As the cost of water increases and budgets tighten, the prospect of a
viable waterless urinal system becomes extremely attractive to a wide
range of public agencies, cities, states, penal institutions, defence
establishments, recreational and parks departments and the like. Waterless
urinals utilizing oil-sealed odor traps are becoming viable. However, the
present inventor has discovered that a key factor in their potential is
the attainment of low maintenance, and that this is largely dependent on
the longevity of the liquid sealant, which in turn is related to the
internal structure of the odor trap. Thus, the present inventor has
recognized that improvements are desirable both in the rate of depletion
under normal service conditions and in protection against catastrophic
sealant loss due to high pressure water flushing, which though not
required, can occur inadvertently.
It is a primary object of the present invention to provide an improved oil
sealed odor trap for a flushless urinal or an anti-evaporation floor drain
that not only meets the usual objectives of eliminating the need for a
P-trap in the drain line while complying with U.S. sanitation standards,
being economical and easy to manufacture and install, and performing
reliably and efficiently with low maintenance requirements, but more
particularly with regard to depletion of oily liquid sealant, it is a
primary object to structure the trap in a manner to largely prevent escape
of sealant by causing stray droplets of sealant drifting buoyantly in the
flow path to return to the main sealant body.
It is a further object to configure the odor trap such that it can be
easily installed and removed from a permanent drain terminal plumbing
fixture.
It is still further object that the odor trap should be constructed and
arranged to prevent loss of sealant in the event of high pressure flushing
with water.
STATEMENT OF THE PRIOR ART
The use of oil in toilets to form an odor trap has been disclosed in German
Patent No. 121356 (Beck, et al.) and in U.S. Pat. No. 1,050,290 (Posson)
and U.S. Pat.

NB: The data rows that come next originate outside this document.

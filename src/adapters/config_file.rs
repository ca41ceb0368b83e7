//! JSON configuration file adapter.
//!
//! Implements [`ConfigPort`] over a single JSON document.  Fields missing
//! from the file take their defaults; a missing file means all defaults.
//! Saving validates first and replaces the file atomically (write to a
//! sibling temp file, then rename).

use std::fs;
use std::io;
use std::path::{Path, PathBuf};

use log::info;

use crate::app::ports::{ConfigError, ConfigPort};
use crate::config::{ReaderConfig, validate_config};

pub struct JsonConfigFile {
    path: PathBuf,
}

impl JsonConfigFile {
    pub fn new(path: impl Into<PathBuf>) -> Self {
        Self { path: path.into() }
    }

    pub fn path(&self) -> &Path {
        &self.path
    }
}

impl ConfigPort for JsonConfigFile {
    fn load(&self) -> Result<ReaderConfig, ConfigError> {
        let text = match fs::read_to_string(&self.path) {
            Ok(text) => text,
            Err(e) if e.kind() == io::ErrorKind::NotFound => {
                info!("No config at {}, using defaults", self.path.display());
                return Ok(ReaderConfig::default());
            }
            Err(_) => return Err(ConfigError::IoError),
        };
        let cfg = serde_json::from_str(&text).map_err(|_| ConfigError::Corrupted)?;
        info!("Loaded config from {}", self.path.display());
        Ok(cfg)
    }

    fn save(&self, config: &ReaderConfig) -> Result<(), ConfigError> {
        validate_config(config)?;
        let json = serde_json::to_string_pretty(config).map_err(|_| ConfigError::Corrupted)?;

        let tmp = self.path.with_extension("json.tmp");
        fs::write(&tmp, json).map_err(|_| ConfigError::IoError)?;
        fs::rename(&tmp, &self.path).map_err(|_| ConfigError::IoError)?;
        info!("Saved config to {}", self.path.display());
        Ok(())
    }
}
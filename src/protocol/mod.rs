//! Reader wire protocol.
//!
//! ```text
//! ┌────────────────────────────────────────────────────────────┐
//! │                    Protocol Stack                          │
//! │                                                            │
//! │  ┌──────────┐   ┌──────────────┐   ┌──────────────────┐    │
//! │  │  Frame   │──▶│  Transport   │──▶│  raw response    │    │
//! │  │ (+ CRC)  │   │  (trait)     │   │  bytes           │    │
//! │  └──────────┘   └──────────────┘   └────────┬─────────┘    │
//! │                                             │              │
//! │                                             ▼              │
//! │                                    ┌──────────────────┐    │
//! │                                    │  Scanner         │    │
//! │                                    │  → Vec<TagId>    │    │
//! │                                    └──────────────────┘    │
//! └────────────────────────────────────────────────────────────┘
//! ```
//!
//! Only the outbound frame format is a bit-exact contract with the
//! device.  Inbound responses are never framed: the scanner looks for
//! tag identifiers anywhere in whatever bytes the link returned.

pub mod crc;
pub mod frame;
pub mod scanner;
pub mod transport;

pub use frame::{AckPolicy, Frame, build_antenna_frame, build_power_frame, expected_power_ack};
pub use scanner::{TagId, extract_tag_ids};

use core::fmt;

/// Lowercase, separator-free hex rendering of a byte slice, for logs and
/// tag identifiers.
pub struct Hex<'a>(pub &'a [u8]);

impl fmt::Display for Hex<'_> {
    fn fmt(&self, f: &mut fmt::Formatter<'_>) -> fmt::Result {
        for b in self.0 {
            write!(f, "{b:02x}")?;
        }
        Ok(())
    }
}
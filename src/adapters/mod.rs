//! Adapters: concrete implementations of the hexagonal port traits.
//!
//! | Adapter        | Implements         | Connects to                |
//! |----------------|--------------------|----------------------------|
//! | `serial`       | Transport          | USB-serial reader          |
//! | `csv_log`      | EventSink          | Dated CSV files            |
//! | `publish`      | EventSink          | PublishPort (NDJSON)       |
//! |                | PublishPort        | Any `io::Write`            |
//! | `log_sink`     | EventSink          | `log` facade               |
//! | `time`         | ClockPort          | System wall clock          |
//! | `config_file`  | ConfigPort         | JSON file                  |

pub mod config_file;
pub mod csv_log;
pub mod log_sink;
pub mod publish;
pub mod serial;
pub mod time;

No. 4,028,747 (Newton).
Other examples of oil-sealed traps are found in German Patent No.
2816597.1, and Swiss Patent No. 606,646 (Ernst), practiced under the
trademark SYSTEM-ERNST.
German Patent No. 2816597.1 appears to show an oil-sealed trap located in
the sewer drain of a urinal system that is capable of holding an oil
sealant. The '597 reference appears to show a large vertical baffle
separating the trap into entry and discharge sections and inlet openings
in the entry section adjacent the large vertical baffle. In addition, the
'597 reference appears to show an overflow standpipe extending down below
the floor portion of the trap.
A unitized cylindrical cartridge odor seal for a waterless urinal was
disclosed by the present inventor as a joint inventor in U.S. patent
application Ser. No. 08/052,668 filed Apr. 27, 1993 and in a
continuation-in-part thereof Ser. No. 08/512,453 filed Aug. 8, 1995, in
the category of an oil-sealed coaxial edge-entry trap having a cap part
with an attached downward-extending tubular vertical partition.

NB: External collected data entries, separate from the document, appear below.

//! Gate-pair topology.
//!
//! Antennas are mounted on both sides of a physical gate.  A pair links
//! the inside antenna to the outside one; a tag seen on one and then the
//! other has crossed the gate.  The table is symmetric and fixed once
//! the tracker is built.

use crate::error::Error;
use crate::protocol::frame::{PORT_MAX, PORT_MIN};

/// Symmetric port → opposite-side port lookup.
#[derive(Debug, Clone, PartialEq, Eq)]
pub struct GatePairs {
    /// Indexed by port number; slot 0 is unused.
    partner: [Option<u8>; PORT_MAX as usize + 1],
}

impl GatePairs {
    /// A table with no gates: every movement is either a repeat or noise.
    pub const fn empty() -> Self {
        Self {
            partner: [None; PORT_MAX as usize + 1],
        }
    }

    /// Build the table from unordered `(a, b)` pairs.
    ///
    /// Rejects ports outside 1..=8, a port paired with itself, and a port
    /// that appears in more than one pair.  Repeating an identical pair
    /// is harmless.
    pub fn new(pairs: &[(u8, u8)]) -> Result<Self, Error> {
        let mut table = Self::empty();
        for &(a, b) in pairs {
            if !(PORT_MIN..=PORT_MAX).contains(&a) || !(PORT_MIN..=PORT_MAX).contains(&b) {
                return Err(Error::Config("gate pair port must be 1-8"));
            }
            if a == b {
                return Err(Error::Config("gate pair must join two different ports"));
            }
            match (table.partner(a), table.partner(b)) {
                (None, None) => {
                    table.partner[a as usize] = Some(b);
                    table.partner[b as usize] = Some(a);
                }
                (Some(pa), Some(pb)) if pa == b && pb == a => {}
                _ => return Err(Error::Config("antenna port appears in more than one gate pair")),
            }
        }
        Ok(table)
    }

    /// The port on the other side of `port`'s gate, if it has one.
    pub fn partner(&self, port: u8) -> Option<u8> {
        self.partner.get(port as usize).copied().flatten()
    }

    /// `true` if moving from `from` to `to` crosses a monitored gate.
    pub fn is_crossing(&self, from: u8, to: u8) -> bool {
        self.partner(from) == Some(to)
    }

    /// Each pair once, lower port first.
    pub fn pairs(&self) -> impl Iterator<Item = (u8, u8)> + '_ {
        self.partner
            .iter()
            .enumerate()
            .filter_map(|(port, &partner)| {
                let port = port as u8;
                partner.filter(|&p| port < p).map(|p| (port, p))
            })
    }
}

impl Default for GatePairs {
    /// The standard single-gate deployment: port 1 inside, port 8 outside.
    fn default() -> Self {
        let mut table = Self::empty();
        table.partner[1] = Some(8);
        table.partner[8] = Some(1);
        table
    }
}
//! Fuzz target: `MovementTracker::evaluate`
//!
//! Decodes the input as a stream of (port, tag, time-step) triples,
//! including out-of-range ports and backwards clock steps, and checks the
//! tracker's bookkeeping stays consistent.
//!
//! cargo fuzz run fuzz_tracker_stream

#![no_main]

use std::time::Duration;

use gatereader::tracker::{MovementTracker, TagState};
use libfuzzer_sys::fuzz_target;

fuzz_target!(|data: &[u8]| {
    let mut tracker: MovementTracker<u8> = MovementTracker::default();
    let mut now: i64 = 1_000_000;

    for chunk in data.chunks_exact(3) {
        let (port, tag, step) = (chunk[0] % 10, chunk[1] % 8, chunk[2] as i8);
        now += i64::from(step) * 60;
        let t = Duration::from_secs(now.max(0) as u64);

        let before = tracker.state(&tag);
        let decision = tracker.evaluate(port, tag, t);

        if decision.is_logged() {
            assert_eq!(tracker.state(&tag), Some(TagState { port, last_seen: t }));
        } else {
            assert_eq!(tracker.state(&tag), before);
        }
    }
});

A key parameter of oil-sealed odor traps for waterless urinals is the
amount of sealant depletion that takes place under normal service
conditions over periods of time and frequency of usage. Related to this is
the possible partial or complete loss of sealant due to the abnormal
condition of unnecessary but unavoidable high pressure flushing with
water. While some modern oil-sealed odor traps are considerably improved
over early versions, there remains an unfulfilled need for further
improvements in the above-described aspects of sealant preservation: such
improvements are provided by the present invention.
STATEMENT OF THE INVENTION
The above and other objects have been met in the present invention of a
unitized plastic oil-sealed odor trap that departs from conventional
practice of predominantly vertical liquid flow through the trap, instead
the trap is constructed and arranged in a special manner such that a
substantial portion of the total flow path is made to be generally
horizontal and to be located in a region where stray droplets of sealant,
due to buoyancy, will migrate upwardly back to the main sealant body,
either directly or as guided by a sloping baffle configuration. Thus,
escaping of sealant down the drain is largely prevented.

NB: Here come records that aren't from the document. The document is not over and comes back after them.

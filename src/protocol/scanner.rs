//! Tag identifier extraction from raw reader responses.
//!
//! The reader answers an inventory command with a burst of bytes that may
//! hold zero, one or many EPC identifiers between status bytes and
//! checksums.  Rather than decode that framing, the scanner slides over
//! the buffer looking for the fixed two-byte EPC header `E2 80` and takes
//! the 12-byte window starting there as one identifier.  Matches are
//! leftmost-first and never overlap.
//!
//! Nothing here can fail: an empty, truncated or noise-only buffer simply
//! yields no identifiers.

use core::fmt;
use core::str::FromStr;

use serde::{Deserialize, Deserializer, Serialize, Serializer};

use super::Hex;

/// Length of an identifier in bytes (96 bits).
pub const TAG_ID_LEN: usize = 12;

/// Every identifier the deployment cares about begins with these bytes.
pub const TAG_HEADER: [u8; 2] = [0xE2, 0x80];

/// A 96-bit tag identifier.  Opaque to the rest of the crate: compared,
/// hashed and rendered as 24 lowercase hex digits, never decoded further.
#[derive(Clone, Copy, PartialEq, Eq, Hash, PartialOrd, Ord)]
pub struct TagId([u8; TAG_ID_LEN]);

impl TagId {
    /// Wrap a 12-byte window.  `None` unless it starts with [`TAG_HEADER`].
    pub fn from_bytes(bytes: [u8; TAG_ID_LEN]) -> Option<Self> {
        (bytes[..2] == TAG_HEADER).then_some(Self(bytes))
    }

    pub fn as_bytes(&self) -> &[u8; TAG_ID_LEN] {
        &self.0
    }
}

impl fmt::Display for TagId {
    fn fmt(&self, f: &mut fmt::Formatter<'_>) -> fmt::Result {
        fmt::Display::fmt(&Hex(&self.0), f)
    }
}

impl fmt::Debug for TagId {
    fn fmt(&self, f: &mut fmt::Formatter<'_>) -> fmt::Result {
        write!(f, "TagId({self})")
    }
}

impl FromStr for TagId {
    type Err = &'static str;

    fn from_str(s: &str) -> Result<Self, Self::Err> {
        let s = s.trim();
        if s.len() != TAG_ID_LEN * 2 || !s.bytes().all(|b| b.is_ascii_hexdigit()) {
            return Err("tag id must be 24 hex digits");
        }
        let mut bytes = [0u8; TAG_ID_LEN];
        for (i, byte) in bytes.iter_mut().enumerate() {
            *byte = u8::from_str_radix(&s[i * 2..i * 2 + 2], 16)
                .map_err(|_| "tag id must be 24 hex digits")?;
        }
        Self::from_bytes(bytes).ok_or("tag id must start with e280")
    }
}

impl Serialize for TagId {
    fn serialize<S: Serializer>(&self, serializer: S) -> Result<S::Ok, S::Error> {
        serializer.collect_str(self)
    }
}

impl<'de> Deserialize<'de> for TagId {
    fn deserialize<D: Deserializer<'de>>(deserializer: D) -> Result<Self, D::Error> {
        let s = String::deserialize(deserializer)?;
        s.parse().map_err(serde::de::Error::custom)
    }
}

/// Extract every tag identifier in `raw`, in order of appearance.
pub fn extract_tag_ids(raw: &[u8]) -> Vec<TagId> {
    let mut ids = Vec::new();
    let mut pos = 0;

    while pos + TAG_ID_LEN <= raw.len() {
        if raw[pos..pos + 2] == TAG_HEADER {
            let mut window = [0u8; TAG_ID_LEN];
            window.copy_from_slice(&raw[pos..pos + TAG_ID_LEN]);
            ids.push(TagId(window));
            pos += TAG_ID_LEN;
        } else {
            pos += 1;
        }
    }

    ids
}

The odor trap is configured such that it can be economically made from two
molded plastic parts, i.e., a main compartment part and a cap/baffle part,
that can be molded from plastic and joined by thermal bonding into a unit
configured as a replaceable cylindrical cartridge that can be charged with
sealant and sealed with a sticker for shipment so that upon installation
it is necessary only to install the cartridge and remove the sticker.
In service, required maintenance, i.e. sealant checking and replenishment,
if and when needed, can be easily performed with the unit in place.
The cartridge is shaped to be easily pushed into place by hand and held
frictionally in a mating recess provided by a casing that can be installed
as part of the host plumbing, either in a urinal or in a floor drain. For
drain cleaning or replacement purposes, the odor trap can be removed with
a special simple hand tool.
The shape of the entry compartment provides a sheltered region to which
sealant tends to be temporarily displaced in the event of high pressure
water flushing, thus avoiding catastrophic sealant loss.
BRIEF DESCRIPTION OF THE DRAWINGS
The above and further objects, features and advantages of the present
invention will be more fully understood from the following description
taken with the accompanying drawings in which:
FIG. 1 is a cross-sectional view of an oil-sealed coaxial odor trap of
known art;
FIG. 1A is functional diagram representing the left hand half of FIG. 1;
FIG. 2 is a functional diagram illustrating the principles of the present
invention utilizing predominantly horizontal flow;
FIGS. 3 and 4 are functional diagrams illustrating two different baffle
configurations in edge-entry coaxial trap structures according to the
present invention;
FIGS. 5-8 are functional diagrams illustrating different baffle
configurations in center-entry coaxial odor trap structures according to
the present invention;
FIG. 9 is a three-dimensional view of a center-entry cylindrical odor trap
cartridge;
FIG. 10 is a three-dimensional cutaway view of an embodiment of a
horizontal-flow odor trap cartridge of the present invention having a
cylindrical container and a non-coaxial internal configuration with
vertical and horizontal baffle portions and an offset tubular drain stand;
FIG. 11 shows an alternative illustrative embodiment derived from FIG. 10
with a flat-partitioned drain stand;
FIG. 12 shows a cross-sectional view of a preferred embodiment of the
present invention, similar to FIGS. 10 or 11, but having the lower baffle
portion sloped for additional recovery of stray sealant;
FIG. 13 shows a cross-sectional view of another preferred embodiment of the
present invention;
FIG. 14 shows an example of a wall mounted urinal in which an odor trap can
be incorporated;
FIGS. 15-18 show one preferred construction of the preferred embodiment of
FIG. 13. FIG. 15 is a bottom view of a top member thereof; FIG. 16 is a
perspective side view of a middle member thereof; FIG. 17 is a perspective
side view of a bottom member thereof (with upper and middle members
represented in part in dotted lines); and FIG. 18 is a perspective side
view of a plug-handle member capable of being included in this embodiment.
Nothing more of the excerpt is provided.